*** Opening of EXTRACTED MATERIAL ***
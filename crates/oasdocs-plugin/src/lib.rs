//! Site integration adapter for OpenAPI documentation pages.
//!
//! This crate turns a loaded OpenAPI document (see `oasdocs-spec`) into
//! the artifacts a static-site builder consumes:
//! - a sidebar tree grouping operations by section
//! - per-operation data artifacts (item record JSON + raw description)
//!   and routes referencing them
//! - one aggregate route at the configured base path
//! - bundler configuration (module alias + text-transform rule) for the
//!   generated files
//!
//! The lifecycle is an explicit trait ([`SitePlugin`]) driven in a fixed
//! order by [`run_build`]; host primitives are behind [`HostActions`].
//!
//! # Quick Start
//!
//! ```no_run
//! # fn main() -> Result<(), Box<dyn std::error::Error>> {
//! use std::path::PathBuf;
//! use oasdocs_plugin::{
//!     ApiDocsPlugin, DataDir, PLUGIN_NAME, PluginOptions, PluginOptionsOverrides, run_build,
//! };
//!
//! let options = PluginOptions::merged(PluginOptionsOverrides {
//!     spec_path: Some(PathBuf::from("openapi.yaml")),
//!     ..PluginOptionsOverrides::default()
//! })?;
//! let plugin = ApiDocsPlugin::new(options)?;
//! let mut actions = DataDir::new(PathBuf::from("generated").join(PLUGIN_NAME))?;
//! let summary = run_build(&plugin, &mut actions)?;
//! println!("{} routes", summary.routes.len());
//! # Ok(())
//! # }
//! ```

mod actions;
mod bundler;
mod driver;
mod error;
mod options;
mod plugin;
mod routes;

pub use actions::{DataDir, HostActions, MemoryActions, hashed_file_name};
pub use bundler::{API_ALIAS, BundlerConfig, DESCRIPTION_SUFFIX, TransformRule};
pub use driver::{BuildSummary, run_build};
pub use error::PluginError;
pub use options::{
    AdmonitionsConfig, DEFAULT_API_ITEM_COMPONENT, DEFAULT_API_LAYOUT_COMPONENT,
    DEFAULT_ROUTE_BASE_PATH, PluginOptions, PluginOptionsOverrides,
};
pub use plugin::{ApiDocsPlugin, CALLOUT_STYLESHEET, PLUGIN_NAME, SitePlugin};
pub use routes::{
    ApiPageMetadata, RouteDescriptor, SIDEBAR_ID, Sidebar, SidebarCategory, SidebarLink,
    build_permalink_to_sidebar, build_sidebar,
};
*** Close of EXTRACTED MATERIAL ***
> EXERCISE DESCRIPTION:
Please show all lines from the entries that contain the word "PluginOptionsOverrides".

> RESPONSE TO THE EXERCISE:
//!     ApiDocsPlugin, DataDir, PLUGIN_NAME, PluginOptions, PluginOptionsOverrides, run_build,
//! let options = PluginOptions::merged(PluginOptionsOverrides {
//!     ..PluginOptionsOverrides::default()
    DEFAULT_ROUTE_BASE_PATH, PluginOptions, PluginOptionsOverrides,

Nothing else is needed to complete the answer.